Sur le plan physique, les douleurs, principalement localisées au niveau des jambes, deviennent de plus en plus invalidantes. De nombreuses patientes rapportent avoir été dispensées de sport dès l’enfance, incapables de suivre le rythme des autres. Les déformations des genoux peuvent entraîner des chutes fréquentes, voire des fractures, à cause du frottement entre les deux genoux épaissis. À un stade avancé, un handicap sévère peut s’installer, rendant la marche difficile, voire impossible. D’où l’importance cruciale d’un diagnostic précoce.
Dispose-t-on au Maroc de centres ou de professionnels véritablement formés au dépistage et à la prise en charge du lipœdème ?
À ma connaissance, il n’existe pas encore de centres spécialisés ni de formation médicale systématique consacrée au lipœdème au Maroc. Le même constat peut être fait dans les pays dits développés.

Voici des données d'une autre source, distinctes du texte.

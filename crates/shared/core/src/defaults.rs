//! Built-in defaults and business-rule thresholds.
//!
//! Everything the resolver falls back to when neither the caller nor the
//! selected template supplies a value lives here.

use crate::values::Cents;

/// Version stamped into every generated script header
pub const TOOL_VERSION: &str = env!("CARGO_PKG_VERSION");

// Market defaults

pub const DEFAULT_MARKET_DATE: &str = "2019-06-28";
pub const DEFAULT_MARKET_OPEN: &str = "09:30:00";
pub const DEFAULT_MARKET_CLOSE: &str = "16:00:00";
/// $100,000 per agent
pub const DEFAULT_STARTING_CASH: Cents = 10_000_000;
pub const DEFAULT_SYMBOL: &str = "JPM";
pub const DEFAULT_AGENTS_SCALE: f64 = 1.0;

// Parsing formats

pub const DATE_FORMAT: &str = "%Y-%m-%d";
pub const TIME_FORMAT: &str = "%H:%M:%S";

// Validation thresholds

pub const MIN_MARKET_YEAR: i32 = 1990;
/// Latest accepted year is the current year plus this offset
pub const MAX_MARKET_YEAR_AHEAD: i32 = 1;
pub const EARLIEST_TYPICAL_HOUR: u32 = 4;
pub const LATEST_TYPICAL_HOUR: u32 = 22;
/// Counts above this only trigger a performance warning
pub const LARGE_COUNT_THRESHOLD: i64 = 10_000;
/// $1,000 per agent
pub const LOW_CASH_THRESHOLD: Cents = 100_000;
/// $100,000,000 per agent
pub const HIGH_CASH_THRESHOLD: Cents = 10_000_000_000;
pub const SCALE_WARN_MIN: f64 = 0.01;
pub const SCALE_WARN_MAX: f64 = 10.0;

/// Largest population, exchange included, that agent identifiers can number
pub const MAX_POPULATION: i64 = u32::MAX as i64;

// Output naming

pub const MAX_FILENAME_LENGTH: usize = 100;
pub const SCRIPT_EXTENSION: &str = ".py";

// Kernel constants embedded in the generated run driver

/// Buffer added after market close before the kernel stops
pub const KERNEL_STOP_BUFFER: &str = "00:01:00";
/// NYC to Seattle, the span agents are spread over by the latency model
pub const GEOGRAPHIC_SPAN_METERS: u64 = 3_866_660;
pub const DEFAULT_COMPUTATION_DELAY_NS: u64 = 50;

/// Modulus for time-derived seeds (fits numpy's 32-bit seed range)
pub const SEED_MODULUS: u64 = (1 << 32) - 1;
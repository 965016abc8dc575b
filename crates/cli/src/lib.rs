//! Configgen CLI
//!
//! Flag parsing, optional JSON input file, and the user-facing report of one
//! pipeline run. The binary in `main.rs` only sets up logging and maps errors
//! to the exit status.

mod args;
mod error;

use std::fs;
use std::path::Path;

use configgen_core::GeneratorInput;
use configgen_runner::{Outcome, OutputRequest, Pipeline};

pub use args::Args;
pub use error::{CliError, Result};

/// Read a JSON generator input file
pub fn load_input_file(path: &Path) -> Result<GeneratorInput> {
    let text = fs::read_to_string(path).map_err(|source| CliError::ReadConfig {
        path: path.to_path_buf(),
        source,
    })?;
    let input = serde_json::from_str(&text).map_err(|source| CliError::ParseConfig {
        path: path.to_path_buf(),
        source,
    })?;
    log::debug!("Loaded generator input from {}", path.display());
    Ok(input)
}

/// File input (if any) overlaid with the command line
pub fn collect_input(args: &Args) -> Result<GeneratorInput> {
    let from_flags = args.to_input();
    match &args.config {
        Some(path) => Ok(load_input_file(path)?.merge(from_flags)),
        None => Ok(from_flags),
    }
}

/// Execute one invocation and print its report to stdout
pub fn run(args: &Args, pipeline: &Pipeline) -> Result<Outcome> {
    let input = collect_input(args)?;
    let output = OutputRequest::new(&args.output_dir, args.config_name.clone());
    let outcome = pipeline.run(&input, &output)?;

    match &outcome {
        Outcome::Validated { config, report } => {
            println!(
                "Configuration is valid ({} trading agents, {} warnings)",
                config.total_agents(),
                report.warnings().len()
            );
            if args.verbose {
                println!("{}", serde_json::to_string_pretty(config)?);
            }
        }
        Outcome::BatchUnsupported { .. } => {
            println!("Batch mode is not implemented yet; no configuration was written");
        }
        Outcome::Generated {
            path,
            total_agents,
            ..
        } => {
            let stem = path
                .file_stem()
                .map(|s| s.to_string_lossy().into_owned())
                .unwrap_or_default();
            println!("Generated {} ({} trading agents)", path.display(), total_agents);
            println!("Run with: python {} -c {} -v", path.display(), stem);
        }
    }
    Ok(outcome)
}

/// Handle `--list-templates` and `--template-info`; `true` if one was given
pub fn run_info(args: &Args) -> Result<bool> {
    if args.list_templates {
        print!("{}", configgen_templates::overview());
        return Ok(true);
    }
    if let Some(name) = &args.template_info {
        print!("{}", configgen_templates::describe(name)?);
        return Ok(true);
    }
    Ok(false)
}
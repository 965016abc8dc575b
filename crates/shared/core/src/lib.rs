//! Configgen Core Domain
//!
//! Pure domain types for the simulation configuration generator.
//! This crate contains no I/O and is 100% unit testable.

pub mod context;
pub mod defaults;
pub mod entities;
pub mod values;

// Re-export commonly used types at crate root
pub use context::{GenerationContext, IdAllocator};
pub use entities::{
    // Agent population
    AgentCounts,
    AgentKind,
    AgentParams,
    AgentTypeSpec,
    // Inputs
    GeneratorInput,
    MarketParams,
    ModeFlags,
    PartialAgentCounts,
    PartialMarketParams,
    // Resolution output
    ResolvedConfig,
    // Output
    Section,
    SectionKind,
    // Presets
    Template,
    TemplateMarket,
};
pub use values::{AgentId, Cents, Symbol, Timestamp};
use configgen_core::{GenerationContext, ResolvedConfig, Section, SectionKind};
use configgen_ports::{Result, SectionGenerator};

use crate::script::Script;

const ARGUMENT_PARSER: &str = r#"# Command line
parser = argparse.ArgumentParser(
    description='ABIDES market simulation',
    formatter_class=argparse.ArgumentDefaultsHelpFormatter,
)
parser.add_argument('-c', '--config', required=True,
                    help='Configuration name (matches the file name)')
parser.add_argument('-l', '--log_dir', default=None,
                    help='Log directory (default: timestamped)')
parser.add_argument('-v', '--verbose', action='store_true',
                    help='Verbose simulation output')
parser.add_argument('--log-level', choices=['DEBUG', 'INFO', 'WARNING', 'ERROR'],
                    default='INFO', help='Python logging level')

args, remaining_args = parser.parse_known_args()
log_dir = args.log_dir
"#;

const RUNTIME_SETUP: &str = r#"logging.basicConfig(
    level=getattr(logging, args.log_level.upper()),
    format='%(asctime)s - %(name)s - %(levelname)s - %(message)s',
    datefmt='%Y-%m-%d %H:%M:%S',
)

np.random.seed(seed)
util.silent_mode = not args.verbose

simulation_start_time = dt.datetime.now()

print("=" * 60)
print("ABIDES market simulation starting")
print("=" * 60)
print(f"Start time:    {simulation_start_time.strftime('%Y-%m-%d %H:%M:%S')}")
print(f"Random seed:   {seed}")
print(f"Log directory: {log_dir or 'auto-generated'}")
print(f"Verbose:       {'on' if args.verbose else 'off'}")
print("=" * 60 + "\n")
"#;

/// Argument parsing, seeding, logging setup and the start banner
#[derive(Debug, Default, Clone, Copy)]
pub struct BootstrapSection;

impl SectionGenerator for BootstrapSection {
    fn kind(&self) -> SectionKind {
        SectionKind::Bootstrap
    }

    fn generate(
        &self,
        config: &ResolvedConfig,
        _ctx: &mut GenerationContext,
    ) -> Result<Option<Section>> {
        let seed = config.effective_seed();
        if config.seed().is_none() {
            log::debug!("No seed given, derived {} from generation time", seed);
        }

        let mut script = Script::new(SectionKind::Bootstrap);
        script
            .banner()
            .block(ARGUMENT_PARSER)
            .line(format!("seed = {seed}"))
            .blank()
            .block(RUNTIME_SETUP)
            .blank();

        Ok(Some(script.finish()))
    }
}
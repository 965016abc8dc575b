use chrono::{DateTime, Utc};
use configgen_core::Timestamp;
use configgen_ports::Clock;

/// Clock frozen at a single instant
#[derive(Debug, Clone, Copy, PartialEq, Eq)]
pub struct FixedClock {
    instant: Timestamp,
}

impl FixedClock {
    pub fn new(instant: Timestamp) -> Self {
        Self { instant }
    }

    /// Parse an RFC 3339 instant, e.g. `2024-03-01T09:30:00Z`
    pub fn from_rfc3339(text: &str) -> Result<Self, chrono::ParseError> {
        let instant = DateTime::parse_from_rfc3339(text)?.with_timezone(&Utc);
        Ok(Self::new(instant))
    }
}

impl Clock for FixedClock {
    fn now(&self) -> Timestamp {
        self.instant
    }

    fn name(&self) -> &str {
        "FixedClock"
    }
}
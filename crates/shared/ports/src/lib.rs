//! Configgen Ports
//!
//! Port definitions (traits) for the configuration generator.
//! These define the boundaries between pipeline logic and infrastructure.

mod clock;
mod error;
mod generator;
mod sink;

pub use clock::Clock;
pub use error::{ConfigGenError, Result};
pub use generator::SectionGenerator;
pub use sink::ArtifactSink;
//! Stride CLI - Command-line interface for the Stride pipeline
//!
//! Commands:
//! - run: Process a log of platform records through the partitioned pipeline
//! - normalize: Map platform records to normalized events without touching state
//! - inspect: Dump persisted per-user state
//! - doctor: Diagnose configuration and state directory health

use chrono::{DateTime, Utc};
use clap::{Args, Parser, Subcommand};
use std::collections::HashMap;
use std::fs::{self, File};
use std::io::{self, BufRead, BufReader, BufWriter, Write};
use std::path::{Path, PathBuf};
use std::process::ExitCode;
use std::sync::Arc;
use tracing::warn;
use tracing_subscriber::{fmt, layer::SubscriberExt, util::SubscriberInitExt, EnvFilter};

use stride::store::{PartitionStore, UserState, CURRENT_SCHEMA_VERSION};
use stride::{
    normalize_record, partition_for, ConfigError, EmissionSink, FanoutSink, LogRecord,
    NdjsonSink, NotificationLogSink, PartitionReport, PartitionedRuntime, PipelineConfig,
    ProcessError, PRODUCER_NAME, STRIDE_VERSION,
};

/// Stride - Daily step windows, weekly activity signals and debounced notifications
#[derive(Parser)]
#[command(name = "stride")]
#[command(version = STRIDE_VERSION)]
#[command(about = "Process per-user activity streams into step signals and notifications", long_about = None)]
struct Cli {
    /// Emit logs as JSON
    #[arg(long, global = true)]
    log_json: bool,

    #[command(subcommand)]
    command: Commands,
}
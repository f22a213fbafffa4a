//! Android platform adapter
//!
//! Parses Health Connect bridge payloads and maps them to canonical activity.

use chrono::{DateTime, Utc};
use serde::Deserialize;
use serde_json::Value;

use super::{
    lenient_pincode, lenient_timestamp, parse_error, require, CanonicalActivity,
    PlatformPayloadAdapter,
};
use crate::error::ProcessError;

/// Android payload adapter
pub struct AndroidAdapter;

impl PlatformPayloadAdapter for AndroidAdapter {
    fn name(&self) -> &'static str {
        "android"
    }

    fn parse(&self, payload: &Value) -> Result<CanonicalActivity, ProcessError> {
        let raw = AndroidPayload::deserialize(payload).map_err(parse_error("android"))?;
        let person = require(raw.person, "Person")?;
        let activity = require(raw.activity, "Activity")?;

        // Location block is optional as a whole
        let (latitude, longitude, pincode) = match raw.location {
            Some(loc) => (loc.lat, loc.lon, loc.pincode),
            None => (None, None, None),
        };

        Ok(CanonicalActivity {
            user_id: require(person.id, "Person.Id")?,
            first_name: person.first_name.unwrap_or_default(),
            last_name: person.last_name.unwrap_or_default(),
            steps: require(activity.walking_steps, "Activity.walking_steps")?,
            latitude,
            longitude,
            pincode,
            timestamp: raw.timestamp,
        })
    }
}

// Android payload structures

#[derive(Debug, Deserialize)]
struct AndroidPayload {
    #[serde(rename = "Person")]
    person: Option<AndroidPerson>,
    #[serde(rename = "Activity")]
    activity: Option<AndroidActivity>,
    #[serde(rename = "Location")]
    location: Option<AndroidLocation>,
    #[serde(rename = "ts", default, deserialize_with = "lenient_timestamp")]
    timestamp: Option<DateTime<Utc>>,
}

#[derive(Debug, Deserialize)]
#[serde(rename_all = "PascalCase")]
struct AndroidPerson {
    id: Option<String>,
    first_name: Option<String>,
    last_name: Option<String>,
}

#[derive(Debug, Deserialize)]
struct AndroidActivity {
    walking_steps: Option<i64>,
}

#[derive(Debug, Deserialize)]
struct AndroidLocation {
    lat: Option<f64>,
    lon: Option<f64>,
    #[serde(default, deserialize_with = "lenient_pincode")]
    pincode: Option<String>,
}
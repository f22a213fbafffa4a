//! Notification generation and debouncing
//!
//! Every normalized event is joined against its user's weekly signal. Users
//! with a sustained medium-or-high week get a notification candidate, which
//! is only approved when the user's last notification is old enough.

use chrono::{DateTime, Duration, Utc};
use tracing::debug;
use uuid::Uuid;

use crate::config::PipelineConfig;
use crate::error::ProcessError;
use crate::store::StateTxn;
use crate::types::{NormalizedActivityEvent, NotificationRecord, WeeklySignal};

/// Suppresses notifications that follow the previous one too closely
#[derive(Debug, Clone, Copy)]
pub struct Debouncer {
    threshold: Duration,
}

impl Debouncer {
    pub fn new(threshold: Duration) -> Self {
        Self { threshold }
    }

    /// Approve `candidate` unless `last` lies within the threshold of it.
    ///
    /// The distance is absolute and compared at millisecond resolution.
    pub fn admit(&self, candidate: &NotificationRecord, last: Option<&NotificationRecord>) -> bool {
        match last {
            None => true,
            Some(last) => {
                let gap_ms = (candidate.timestamp - last.timestamp)
                    .num_milliseconds()
                    .abs();
                gap_ms > self.threshold.num_milliseconds()
            }
        }
    }
}

/// Fill `{user_id}`, `{first_name}` and `{last_name}` in a payload template
pub fn render_payload(template: &str, event: &NormalizedActivityEvent) -> String {
    template
        .replace("{user_id}", &event.user_id)
        .replace("{first_name}", &event.first_name)
        .replace("{last_name}", &event.last_name)
}

/// Joins events against weekly signals and last-sent markers
#[derive(Debug, Clone)]
pub struct NotificationGenerator {
    template: String,
    debouncer: Debouncer,
}

impl NotificationGenerator {
    pub fn new(template: impl Into<String>, debouncer: Debouncer) -> Self {
        Self {
            template: template.into(),
            debouncer,
        }
    }

    pub fn from_config(config: &PipelineConfig) -> Self {
        Self::new(
            config.notification_template.clone(),
            Debouncer::new(config.debounce_threshold()),
        )
    }

    /// Decide whether `event` produces a notification at `now`.
    ///
    /// An approved notification is written as the user's new marker before
    /// it is returned. Ineligible or debounced events leave state untouched.
    pub fn evaluate(
        &self,
        txn: &StateTxn<'_>,
        user_id: &str,
        event: &NormalizedActivityEvent,
        now: DateTime<Utc>,
    ) -> Result<Option<NotificationRecord>, ProcessError> {
        if txn.weekly_signal(user_id)? != Some(WeeklySignal::MediumOrHigh) {
            return Ok(None);
        }

        let candidate = NotificationRecord {
            user_id: user_id.to_string(),
            notification_id: Uuid::new_v4().to_string(),
            payload: render_payload(&self.template, event),
            timestamp: now,
        };

        let last = txn.last_notification(user_id)?;
        if !self.debouncer.admit(&candidate, last.as_ref()) {
            debug!(user_id, "notification suppressed by debounce");
            return Ok(None);
        }

        txn.put_last_notification(&candidate)?;
        Ok(Some(candidate))
    }
}

#[cfg(test)]
mod tests {
    use super::*;
    use crate::store::PartitionStore;
    use chrono::TimeZone;

    fn t0() -> DateTime<Utc> {
        Utc.with_ymd_and_hms(2024, 1, 15, 8, 0, 0).unwrap()
    }

    fn event() -> NormalizedActivityEvent {
        NormalizedActivityEvent {
            user_id: "u1".to_string(),
            first_name: "Ada".to_string(),
            last_name: "Lovelace".to_string(),
            steps: 2000,
            latitude: None,
            longitude: None,
            pincode: None,
            timestamp: t0(),
        }
    }

    fn record_at(at: DateTime<Utc>) -> NotificationRecord {
        NotificationRecord {
            user_id: "u1".to_string(),
            notification_id: "n".to_string(),
            payload: String::new(),
            timestamp: at,
        }
    }

    fn generator() -> NotificationGenerator {
        NotificationGenerator::new(
            "Hi {first_name} {last_name} ({user_id})",
            Debouncer::new(Duration::seconds(10)),
        )
    }

    #[test]
    fn test_debounce_is_strict_and_symmetric() {
        let debouncer = Debouncer::new(Duration::seconds(10));
        let last = record_at(t0());

        assert!(debouncer.admit(&record_at(t0()), None));
        assert!(!debouncer.admit(&record_at(t0() + Duration::seconds(10)), Some(&last)));
        assert!(debouncer.admit(
            &record_at(t0() + Duration::milliseconds(10_001)),
            Some(&last)
        ));
        assert!(!debouncer.admit(&record_at(t0() - Duration::seconds(5)), Some(&last)));
        assert!(debouncer.admit(&record_at(t0() - Duration::seconds(11)), Some(&last)));
    }

    #[test]
    fn test_render_payload() {
        assert_eq!(
            render_payload("Hi {first_name} {last_name} ({user_id})", &event()),
            "Hi Ada Lovelace (u1)"
        );
    }

    #[test]
    fn test_ineligible_user_gets_nothing() {
        let mut store = PartitionStore::open_in_memory(0, 1).unwrap();
        let txn = store.begin().unwrap();
        txn.put_weekly_signal("u1", WeeklySignal::Low).unwrap();

        let decision = generator().evaluate(&txn, "u1", &event(), t0()).unwrap();
        assert!(decision.is_none());
        assert!(txn.last_notification("u1").unwrap().is_none());
    }

    #[test]
    fn test_qualifying_events_are_debounced() {
        let mut store = PartitionStore::open_in_memory(0, 1).unwrap();
        let txn = store.begin().unwrap();
        txn.put_weekly_signal("u1", WeeklySignal::MediumOrHigh)
            .unwrap();
        let generator = generator();

        let sent: Vec<_> = [0, 5, 11]
            .into_iter()
            .filter_map(|secs| {
                generator
                    .evaluate(&txn, "u1", &event(), t0() + Duration::seconds(secs))
                    .unwrap()
            })
            .collect();

        assert_eq!(sent.len(), 2);
        assert_eq!(sent[0].timestamp, t0());
        assert_eq!(sent[1].timestamp, t0() + Duration::seconds(11));
        assert_ne!(sent[0].notification_id, sent[1].notification_id);
        assert_eq!(sent[0].payload, "Hi Ada Lovelace (u1)");

        let marker = txn.last_notification("u1").unwrap().unwrap();
        assert_eq!(marker, sent[1]);
    }
}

C’est par hasard, en 1993, qu’une patiente m’a consulté pour des chevilles épaisses et douloureuses. À l’époque, je considérais cela comme un problème esthétique, car cette pathologie n’était pas enseignée, même en chirurgie plastique.
Intrigué par ces déformations graisseuses douloureuses des jambes, j’ai entrepris des recherches qui ont conduit à la publication, en 2012, d’un modèle esthétique de la jambe destiné à guider la prise en charge chirurgicale des jambes épaisses, adapté au lipœdème tout en respectant l’harmonie du membre inférieur.